HOW TO COMPLETE THIS TASK:
The whole listing should be retyped exactly as it appears.
# # # # # # #
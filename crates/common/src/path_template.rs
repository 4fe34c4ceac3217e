//! `google.api.http` path templates
//!
//! ```text
//! Template = "/" Segments [ ":" Verb ] ;
//! Segments = Segment { "/" Segment } ;
//! Segment  = "*" | "**" | LITERAL | Variable ;
//! Variable = "{" FieldPath [ "=" Segments ] "}" ;
//! ```

use crate::{GeneratorError, Result};
use serde::{Deserialize, Serialize};
use std::fmt;

/// A parsed HTTP path template
#[derive(Debug, Clone, Default, PartialEq, Eq, Serialize, Deserialize)]
pub struct PathTemplate {
    pub segments: Vec<PathSegment>,
    /// Custom method suffix, e.g. `exportData` in `/v1/{name}:exportData`
    pub verb: Option<String>,
}

/// A literal path segment or a variable bound to a request field
#[derive(Debug, Clone, PartialEq, Eq, Serialize, Deserialize)]
pub enum PathSegment {
    Literal(String),
    Variable(PathVariable),
}

/// A variable segment such as `{name=projects/*/secrets/*}`
#[derive(Debug, Clone, PartialEq, Eq, Serialize, Deserialize)]
pub struct PathVariable {
    /// Request field path, e.g. `["parent", "project"]` for `{parent.project}`
    pub field_path: Vec<String>,
    /// Matched segments: literals, `*` or `**`
    pub segments: Vec<String>,
}

impl PathVariable {
    pub fn new<I, S>(field_path: I) -> Self
    where
        I: IntoIterator<Item = S>,
        S: Into<String>,
    {
        Self {
            field_path: field_path.into_iter().map(Into::into).collect(),
            segments: vec!["*".to_string()],
        }
    }

    pub fn with_segments<I, S>(mut self, segments: I) -> Self
    where
        I: IntoIterator<Item = S>,
        S: Into<String>,
    {
        self.segments = segments.into_iter().map(Into::into).collect();
        self
    }

    /// The variable matches a single path segment (`{project}` or `{project=*}`)
    pub fn is_single_segment(&self) -> bool {
        self.segments.len() == 1 && self.segments[0] == "*"
    }

    /// Dotted field path, e.g. "parent.project"
    pub fn field_name(&self) -> String {
        self.field_path.join(".")
    }
}

impl PathTemplate {
    /// Parse an HTTP rule path such as `/v1/{name=projects/*/secrets/*}:access`
    pub fn parse(template: &str) -> Result<Self> {
        let err = |reason: String| GeneratorError::PathTemplate {
            template: template.to_string(),
            reason,
        };
        let rest = template
            .strip_prefix('/')
            .ok_or_else(|| err("must start with '/'".to_string()))?;
        let (path, verb) = split_verb(rest).map_err(err)?;
        let segments = parse_segments(path).map_err(err)?;
        Ok(Self { segments, verb })
    }

    /// Parse a resource pattern such as `projects/{project}/secrets/{secret}`
    pub fn parse_pattern(pattern: &str) -> Result<Vec<PathSegment>> {
        parse_segments(pattern).map_err(|reason| GeneratorError::PathTemplate {
            template: pattern.to_string(),
            reason,
        })
    }

    pub fn new() -> Self {
        Self::default()
    }

    pub fn with_literal(mut self, literal: impl Into<String>) -> Self {
        self.segments.push(PathSegment::Literal(literal.into()));
        self
    }

    pub fn with_variable(mut self, variable: PathVariable) -> Self {
        self.segments.push(PathSegment::Variable(variable));
        self
    }

    /// Append a single-segment variable bound to a top-level field
    pub fn with_variable_named(self, field: impl Into<String>) -> Self {
        self.with_variable(PathVariable::new([field.into()]))
    }

    pub fn variables(&self) -> impl Iterator<Item = &PathVariable> {
        self.segments.iter().filter_map(|s| match s {
            PathSegment::Variable(v) => Some(v),
            PathSegment::Literal(_) => None,
        })
    }
}

impl fmt::Display for PathSegment {
    fn fmt(&self, f: &mut fmt::Formatter<'_>) -> fmt::Result {
        match self {
            PathSegment::Literal(literal) => write!(f, "{}", literal),
            PathSegment::Variable(variable) if variable.is_single_segment() => {
                write!(f, "{{{}}}", variable.field_name())
            }
            PathSegment::Variable(variable) => write!(
                f,
                "{{{}={}}}",
                variable.field_name(),
                variable.segments.join("/")
            ),
        }
    }
}

impl fmt::Display for PathTemplate {
    fn fmt(&self, f: &mut fmt::Formatter<'_>) -> fmt::Result {
        for segment in &self.segments {
            write!(f, "/{}", segment)?;
        }
        if let Some(verb) = &self.verb {
            write!(f, ":{}", verb)?;
        }
        Ok(())
    }
}

/// Split the trailing `:verb`, which may only appear outside variables
fn split_verb(path: &str) -> std::result::Result<(&str, Option<String>), String> {
    let mut depth = 0usize;
    for (i, ch) in path.char_indices() {
        match ch {
            '{' => depth += 1,
            '}' => {
                depth = depth
                    .checked_sub(1)
                    .ok_or_else(|| "unbalanced '}'".to_string())?
            }
            ':' if depth == 0 => {
                let verb = &path[i + 1..];
                if verb.is_empty() || verb.contains(['/', '{', '}', ':']) {
                    return Err(format!("invalid verb {:?}", verb));
                }
                return Ok((&path[..i], Some(verb.to_string())));
            }
            _ => {}
        }
    }
    if depth != 0 {
        return Err("unterminated variable".to_string());
    }
    Ok((path, None))
}

fn parse_segments(path: &str) -> std::result::Result<Vec<PathSegment>, String> {
    split_top_level(path)?
        .into_iter()
        .map(parse_segment)
        .collect()
}

/// Split on '/' outside of braces
fn split_top_level(path: &str) -> std::result::Result<Vec<&str>, String> {
    let mut pieces = Vec::new();
    let mut depth = 0usize;
    let mut start = 0;
    for (i, ch) in path.char_indices() {
        match ch {
            '{' => depth += 1,
            '}' => {
                depth = depth
                    .checked_sub(1)
                    .ok_or_else(|| "unbalanced '}'".to_string())?
            }
            '/' if depth == 0 => {
                pieces.push(&path[start..i]);
                start = i + 1;
            }
            _ => {}
        }
    }
    if depth != 0 {
        return Err("unterminated variable".to_string());
    }
    pieces.push(&path[start..]);
    Ok(pieces)
}

fn parse_segment(piece: &str) -> std::result::Result<PathSegment, String> {
    if piece.is_empty() {
        return Err("empty segment".to_string());
    }
    let Some(inner) = piece.strip_prefix('{') else {
        if piece.contains(['{', '}']) {
            return Err(format!("malformed segment {:?}", piece));
        }
        return Ok(PathSegment::Literal(piece.to_string()));
    };
    let inner = inner
        .strip_suffix('}')
        .ok_or_else(|| format!("malformed variable {:?}", piece))?;
    let (field_path, pattern) = match inner.split_once('=') {
        Some((field_path, pattern)) => (field_path, Some(pattern)),
        None => (inner, None),
    };
    let field_path: Vec<String> = field_path.split('.').map(str::to_string).collect();
    let valid_identifier =
        |s: &String| !s.is_empty() && s.chars().all(|c| c.is_ascii_alphanumeric() || c == '_');
    if !field_path.iter().all(valid_identifier) {
        return Err(format!("invalid field path in {:?}", piece));
    }
    let segments = match pattern {
        Some(pattern) => {
            let segments: Vec<String> = pattern.split('/').map(str::to_string).collect();
            if segments.iter().any(|s| s.is_empty() || s.contains(['{', '}'])) {
                return Err(format!("invalid variable pattern in {:?}", piece));
            }
            segments
        }
        None => vec!["*".to_string()],
    };
    Ok(PathSegment::Variable(PathVariable {
        field_path,
        segments,
    }))
}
# # # # # # #
YOUR RESPONSE:
filename crates/common/src/path_template.rs
repository 4fe34c4ceac3217e
//! `google.api.http` path templates
//!
//! ```text
//! Template = "/" Segments [ ":" Verb ] ;
//! Segments = Segment { "/" Segment } ;
//! Segment  = "*" | "**" | LITERAL | Variable ;
//! Variable = "{" FieldPath [ "=" Segments ] "}" ;
//! ```

use crate::{GeneratorError, Result};
use serde::{Deserialize, Serialize};
use std::fmt;

/// A parsed HTTP path template
#[derive(Debug, Clone, Default, PartialEq, Eq, Serialize, Deserialize)]
pub struct PathTemplate {
    pub segments: Vec<PathSegment>,
    /// Custom method suffix, e.g. `exportData` in `/v1/{name}:exportData`
    pub verb: Option<String>,
}

/// A literal path segment or a variable bound to a request field
#[derive(Debug, Clone, PartialEq, Eq, Serialize, Deserialize)]
pub enum PathSegment {
    Literal(String),
    Variable(PathVariable),
}

/// A variable segment such as `{name=projects/*/secrets/*}`
#[derive(Debug, Clone, PartialEq, Eq, Serialize, Deserialize)]
pub struct PathVariable {
    /// Request field path, e.g. `["parent", "project"]` for `{parent.project}`
    pub field_path: Vec<String>,
    /// Matched segments: literals, `*` or `**`
    pub segments: Vec<String>,
}

impl PathVariable {
    pub fn new<I, S>(field_path: I) -> Self
    where
        I: IntoIterator<Item = S>,
        S: Into<String>,
    {
        Self {
            field_path: field_path.into_iter().map(Into::into).collect(),
            segments: vec!["*".to_string()],
        }
    }

    pub fn with_segments<I, S>(mut self, segments: I) -> Self
    where
        I: IntoIterator<Item = S>,
        S: Into<String>,
    {
        self.segments = segments.into_iter().map(Into::into).collect();
        self
    }

    /// The variable matches a single path segment (`{project}` or `{project=*}`)
    pub fn is_single_segment(&self) -> bool {
        self.segments.len() == 1 && self.segments[0] == "*"
    }

    /// Dotted field path, e.g. "parent.project"
    pub fn field_name(&self) -> String {
        self.field_path.join(".")
    }
}

impl PathTemplate {
    /// Parse an HTTP rule path such as `/v1/{name=projects/*/secrets/*}:access`
    pub fn parse(template: &str) -> Result<Self> {
        let err = |reason: String| GeneratorError::PathTemplate {
            template: template.to_string(),
            reason,
        };
        let rest = template
            .strip_prefix('/')
            .ok_or_else(|| err("must start with '/'".to_string()))?;
        let (path, verb) = split_verb(rest).map_err(err)?;
        let segments = parse_segments(path).map_err(err)?;
        Ok(Self { segments, verb })
    }

    /// Parse a resource pattern such as `projects/{project}/secrets/{secret}`
    pub fn parse_pattern(pattern: &str) -> Result<Vec<PathSegment>> {
        parse_segments(pattern).map_err(|reason| GeneratorError::PathTemplate {
            template: pattern.to_string(),
            reason,
        })
    }

    pub fn new() -> Self {
        Self::default()
    }

    pub fn with_literal(mut self, literal: impl Into<String>) -> Self {
        self.segments.push(PathSegment::Literal(literal.into()));
        self
    }

    pub fn with_variable(mut self, variable: PathVariable) -> Self {
        self.segments.push(PathSegment::Variable(variable));
        self
    }

    /// Append a single-segment variable bound to a top-level field
    pub fn with_variable_named(self, field: impl Into<String>) -> Self {
        self.with_variable(PathVariable::new([field.into()]))
    }

    pub fn variables(&self) -> impl Iterator<Item = &PathVariable> {
        self.segments.iter().filter_map(|s| match s {
            PathSegment::Variable(v) => Some(v),
            PathSegment::Literal(_) => None,
        })
    }
}

impl fmt::Display for PathSegment {
    fn fmt(&self, f: &mut fmt::Formatter<'_>) -> fmt::Result {
        match self {
            PathSegment::Literal(literal) => write!(f, "{}", literal),
            PathSegment::Variable(variable) if variable.is_single_segment() => {
                write!(f, "{{{}}}", variable.field_name())
            }
            PathSegment::Variable(variable) => write!(
                f,
                "{{{}={}}}",
                variable.field_name(),
                variable.segments.join("/")
            ),
        }
    }
}

impl fmt::Display for PathTemplate {
    fn fmt(&self, f: &mut fmt::Formatter<'_>) -> fmt::Result {
        for segment in &self.segments {
            write!(f, "/{}", segment)?;
        }
        if let Some(verb) = &self.verb {
            write!(f, ":{}", verb)?;
        }
        Ok(())
    }
}

/// Split the trailing `:verb`, which may only appear outside variables
fn split_verb(path: &str) -> std::result::Result<(&str, Option<String>), String> {
    let mut depth = 0usize;
    for (i, ch) in path.char_indices() {
        match ch {
            '{' => depth += 1,
            '}' => {
                depth = depth
                    .checked_sub(1)
                    .ok_or_else(|| "unbalanced '}'".to_string())?
            }
            ':' if depth == 0 => {
                let verb = &path[i + 1..];
                if verb.is_empty() || verb.contains(['/', '{', '}', ':']) {
                    return Err(format!("invalid verb {:?}", verb));
                }
                return Ok((&path[..i], Some(verb.to_string())));
            }
            _ => {}
        }
    }
    if depth != 0 {
        return Err("unterminated variable".to_string());
    }
    Ok((path, None))
}

fn parse_segments(path: &str) -> std::result::Result<Vec<PathSegment>, String> {
    split_top_level(path)?
        .into_iter()
        .map(parse_segment)
        .collect()
}

/// Split on '/' outside of braces
fn split_top_level(path: &str) -> std::result::Result<Vec<&str>, String> {
    let mut pieces = Vec::new();
    let mut depth = 0usize;
    let mut start = 0;
    for (i, ch) in path.char_indices() {
        match ch {
            '{' => depth += 1,
            '}' => {
                depth = depth
                    .checked_sub(1)
                    .ok_or_else(|| "unbalanced '}'".to_string())?
            }
            '/' if depth == 0 => {
                pieces.push(&path[start..i]);
                start = i + 1;
            }
            _ => {}
        }
    }
    if depth != 0 {
        return Err("unterminated variable".to_string());
    }
    pieces.push(&path[start..]);
    Ok(pieces)
}

fn parse_segment(piece: &str) -> std::result::Result<PathSegment, String> {
    if piece.is_empty() {
        return Err("empty segment".to_string());
    }
    let Some(inner) = piece.strip_prefix('{') else {
        if piece.contains(['{', '}']) {
            return Err(format!("malformed segment {:?}", piece));
        }
        return Ok(PathSegment::Literal(piece.to_string()));
    };
    let inner = inner
        .strip_suffix('}')
        .ok_or_else(|| format!("malformed variable {:?}", piece))?;
    let (field_path, pattern) = match inner.split_once('=') {
        Some((field_path, pattern)) => (field_path, Some(pattern)),
        None => (inner, None),
    };
    let field_path: Vec<String> = field_path.split('.').map(str::to_string).collect();
    let valid_identifier =
        |s: &String| !s.is_empty() && s.chars().all(|c| c.is_ascii_alphanumeric() || c == '_');
    if !field_path.iter().all(valid_identifier) {
        return Err(format!("invalid field path in {:?}", piece));
    }
    let segments = match pattern {
        Some(pattern) => {
            let segments: Vec<String> = pattern.split('/').map(str::to_string).collect();
            if segments.iter().any(|s| s.is_empty() || s.contains(['{', '}'])) {
                return Err(format!("invalid variable pattern in {:?}", piece));
            }
            segments
        }
        None => vec!["*".to_string()],
    };
    Ok(PathSegment::Variable(PathVariable {
        field_path,
        segments,
    }))
}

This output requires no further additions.